Some Graphics Components

glyph

  • The basic graphical unit often corresponding to one case.
  • Other terms used include mark and symbol.

aesthetic

  • a visual property of a glyph such as position, size, shape, color, etc.
  • may be mapped based on data values: sex is mapped to color
  • may be set to particular non-data related values: color is black

scale

  • A mapping that translates data values into aesthetics. For example,
  • A scatter plot of health risks may identify cigarette smoking:
    • blue represents “No”
    • red represents “Yes”
  • A printed map of campus uses a scaled representation of distance
    • a centimeter on the printed map represents 100 meters of distance on campus

frame

  • The position scale describing how data are mapped to the coordinate system in use
  • Quite often, the frame defines the x-axis and y-axis of a 2-dimensional cartesian plane

guide

  • An indication for the human viewer of the scale. This allows the viewer to translate aesthetics back into data values.
  • For example,
    • a legend makes explicit the meaning of Red & Blue points on the chart
    • a 1 cm length printed on a map to inform the reader that it corresponds to 100 meters on campus

Scales

The relationship between the variable value and the value of the aesthetic the variable is mapped to.

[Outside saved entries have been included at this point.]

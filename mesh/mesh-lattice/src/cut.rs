//! Cutting the lattice mesh with planar surfaces, with one offset retry.
//!
//! Boolean cuts against surfaces that coincide with the mesh's own faces
//! are numerically fragile. A cut that keeps less than a small fraction of
//! the bounding volume is treated as failed and redone with every surface
//! moved a short distance along its normal.

use mesh_boolean::{BooleanConfig, difference_with_sheets};
use mesh_repair::{CUT_REPORT, MeshReport, fill_holes, keys, validate_mesh};
use mesh_types::{IndexedMesh, MeshBounds, Point3, Vector3};
use tracing::{debug, info, warn};

use crate::build::incomplete_repair;
use crate::error::{LatticeError, LatticeResult, PipelineWarning};

/// A planar rectangle used as a cutter.
///
/// The side the normal points into is kept; material behind the surface is
/// removed.
#[derive(Debug, Clone, Copy, PartialEq)]
#[cfg_attr(feature = "serde", derive(serde::Serialize, serde::Deserialize))]
pub struct CutSurface {
    /// Center of the rectangle.
    pub center: Point3<f64>,
    /// Unit normal.
    pub normal: Vector3<f64>,
    /// Unit in-plane direction of the first half extent.
    pub u_axis: Vector3<f64>,
    /// Half extents along `u_axis` and `normal × u_axis`.
    pub half_extents: [f64; 2],
}

impl CutSurface {
    /// Create a rectangle centered on `center`.
    ///
    /// `u_axis` is projected into the plane and normalized.
    ///
    /// # Errors
    ///
    /// Returns [`LatticeError::InvalidCutSurface`] if the normal is zero,
    /// `u_axis` is parallel to it, or an extent is not positive.
    ///
    /// # Example
    ///
    /// ```
    /// use mesh_lattice::CutSurface;
    /// use mesh_types::{Point3, Vector3};
    ///
    /// let top = CutSurface::new(
    ///     Point3::new(0.0, 0.0, 10.0),
    ///     -Vector3::z(),
    ///     Vector3::x(),
    ///     [6.0, 6.0],
    /// )
    /// .unwrap();
    /// assert_eq!(top.to_mesh().face_count(), 2);
    /// ```
    pub fn new(
        center: Point3<f64>,
        normal: Vector3<f64>,
        u_axis: Vector3<f64>,
        half_extents: [f64; 2],
    ) -> LatticeResult<Self> {
        let invalid = |reason: &str| LatticeError::InvalidCutSurface {
            reason: reason.to_string(),
        };
        let normal = normal
            .try_normalize(f64::EPSILON)
            .ok_or_else(|| invalid("zero normal"))?;
        let u_axis = (u_axis - normal * u_axis.dot(&normal))
            .try_normalize(1e-12)
            .ok_or_else(|| invalid("in-plane axis is parallel to the normal"))?;
        if !half_extents.iter().all(|e| *e > 0.0 && e.is_finite()) {
            return Err(invalid("extents must be positive"));
        }
        Ok(Self {
            center,
            normal,
            u_axis,
            half_extents,
        })
    }

    /// Second in-plane direction, completing a right-handed frame with the normal.
    #[must_use]
    pub fn v_axis(&self) -> Vector3<f64> {
        self.normal.cross(&self.u_axis)
    }

    /// The same rectangle moved `distance` along its normal.
    #[must_use]
    pub fn offset(&self, distance: f64) -> Self {
        Self {
            center: self.center + self.normal * distance,
            ..*self
        }
    }

    /// Two triangles wound so their normal is the surface normal.
    #[must_use]
    pub fn to_mesh(&self) -> IndexedMesh {
        let u = self.u_axis * self.half_extents[0];
        let v = self.v_axis() * self.half_extents[1];
        let c = self.center;
        IndexedMesh::from_positions(&[c - u - v, c + u - v, c + u + v, c - u + v], &[[0, 1, 2], [0, 2, 3]])
    }
}

/// Settings for [`cut_with_retry`].
#[derive(Debug, Clone)]
#[cfg_attr(feature = "serde", derive(serde::Serialize, serde::Deserialize))]
pub struct CutParams {
    /// Kept bounding volume fraction below which a cut counts as failed.
    ///
    /// Default: `0.01`
    pub degeneracy_ratio: f64,
    /// Distance surfaces move along their normals for the retry.
    ///
    /// Default: `0.01`
    pub retry_offset: f64,
    /// Largest hole, in edges, that filling will cap.
    ///
    /// Default: `100_000`
    pub max_hole_edges: usize,
    /// Boolean settings.
    pub boolean: BooleanConfig,
}

impl Default for CutParams {
    fn default() -> Self {
        Self {
            degeneracy_ratio: 0.01,
            retry_offset: 0.01,
            max_hole_edges: 100_000,
            boolean: BooleanConfig::default(),
        }
    }
}

impl CutParams {
    /// Set the degeneracy threshold.
    #[must_use]
    pub const fn with_degeneracy_ratio(mut self, ratio: f64) -> Self {
        self.degeneracy_ratio = ratio;
        self
    }

    /// Set the retry offset.
    #[must_use]
    pub const fn with_retry_offset(mut self, offset: f64) -> Self {
        self.retry_offset = offset;
        self
    }

    /// Set the hole size limit.
    #[must_use]
    pub const fn with_max_hole_edges(mut self, edges: usize) -> Self {
        self.max_hole_edges = edges;
        self
    }

    /// Set the boolean settings.
    #[must_use]
    pub const fn with_boolean(mut self, boolean: BooleanConfig) -> Self {
        self.boolean = boolean;
        self
    }
}

/// Result of [`cut_with_retry`].
#[derive(Debug, Clone)]
pub struct CutOutcome {
    /// The cut and filled mesh.
    pub mesh: IndexedMesh,
    /// Report carrying the cut counters.
    pub report: MeshReport,
    /// Whether the offset retry ran.
    pub revised: bool,
    /// Kept bounding volume fraction of the cut that was used.
    pub ratio: f64,
    /// Problems that were recovered from or left in place.
    pub warnings: Vec<PipelineWarning>,
}

/// One boolean attempt: the cut mesh and its kept bounding volume fraction.
fn attempt(
    mesh: &IndexedMesh,
    surfaces: &[CutSurface],
    offset: f64,
    config: &BooleanConfig,
) -> LatticeResult<(IndexedMesh, f64)> {
    let sheets: Vec<IndexedMesh> = surfaces.iter().map(|s| s.offset(offset).to_mesh()).collect();
    let cut = difference_with_sheets(mesh, &sheets, config)?;
    let before = mesh.bounds().volume();
    let ratio = if before > 0.0 {
        cut.bounds().volume() / before
    } else {
        1.0
    };
    Ok((cut, ratio))
}

/// Cut `mesh` by `surfaces`, retrying once with offset surfaces if the cut
/// degenerates, then fill the holes the cut opened.
///
/// A boolean that fails outright counts as a degenerate cut. The report
/// carries `revised_cut`, `face_count_cut`, `fill_success` and
/// `face_count_filled`, and is produced whatever happens: if the retry
/// also degenerates, its result (or the uncut mesh, when the boolean
/// itself failed) goes on to filling and a warning is attached.
#[must_use]
pub fn cut_with_retry(mesh: &IndexedMesh, surfaces: &[CutSurface], params: &CutParams) -> CutOutcome {
    let threshold = params.degeneracy_ratio;
    let mut warnings = Vec::new();

    let first = attempt(mesh, surfaces, 0.0, &params.boolean);
    let revised = !first.as_ref().is_ok_and(|(_, ratio)| *ratio >= threshold);
    let result = if revised {
        let reason = match &first {
            Ok((_, ratio)) => LatticeError::BooleanDegeneracy { ratio: *ratio, threshold }.to_string(),
            Err(error) => error.to_string(),
        };
        warn!(%reason, offset = params.retry_offset, "retrying cut with offset surfaces");
        attempt(mesh, surfaces, params.retry_offset, &params.boolean)
    } else {
        first
    };

    let (mut cut, ratio) = match result {
        Ok(done) => done,
        Err(error) => {
            debug!(%error, "cut failed, keeping uncut mesh");
            (mesh.clone(), 0.0)
        }
    };
    if ratio < threshold {
        warn!(ratio, threshold, "cut still degenerate after retry");
        warnings.push(PipelineWarning::BooleanDegeneracy { ratio, threshold });
    }

    let face_count_cut = cut.face_count();
    let fill_success = match fill_holes(&mut cut, params.max_hole_edges) {
        Ok(outcome) => outcome.is_complete(),
        Err(error) => {
            debug!(%error, "hole filling failed");
            false
        }
    };
    let face_count_filled = cut.face_count();

    let report = validate_mesh(CUT_REPORT, &cut)
        .with_extra(keys::REVISED_CUT, revised)
        .with_extra(keys::FACE_COUNT_CUT, face_count_cut)
        .with_extra(keys::FILL_SUCCESS, fill_success)
        .with_extra(keys::FACE_COUNT_FILLED, face_count_filled);

    if !report.closed_mesh {
        warn!(naked_edges = report.naked_edges, "cut mesh is still open");
        warnings.push(PipelineWarning::HoleFillFailure {
            face_count_cut,
            face_count_filled,
            naked_edges: report.naked_edges,
        });
    }
    warnings.extend(incomplete_repair(&report));

    info!(
        revised,
        ratio,
        face_count_cut,
        face_count_filled,
        closed = report.closed_mesh,
        "cut lattice mesh"
    );
    CutOutcome {
        mesh: cut,
        report,
        revised,
        ratio,
        warnings,
    }
}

  • Systolic Blood Pressure (SBP) has units of mmHg (millimeters of mercury)
  • Position on the x-axis measured in distance, e.g. inches.

The conversion from SBP to position is a scale.

  • Smoker is “never”, “former”, “current”
  • Color is red, green, blue, …

The conversion from Smoker to color is a scale.

Guides

Guide: an indication to a human viewer of what the scale is.

  • Axis ticks and numbers

  • Legends

  • Labels on faceted graphics

Facets

ggplot(data = Tmp, aes(x = sbp, y = dbp, color = smoker)) +
  geom_point() +
  facet_grid( ~ sex)

Designing Graphics

Graphics are designed by the human expert (you!) in order to reveal information that’s present in the data.

Design choices

  • What kind of glyph, e.g. scatter, density, bar, … many others
  • What variables constitute the frame. And some details:
    • axis limits
    • logarithmic axes, etc.
  • What variables should be mapped to other aesthetics of the glyph.
  • Whether to facet and with what variable.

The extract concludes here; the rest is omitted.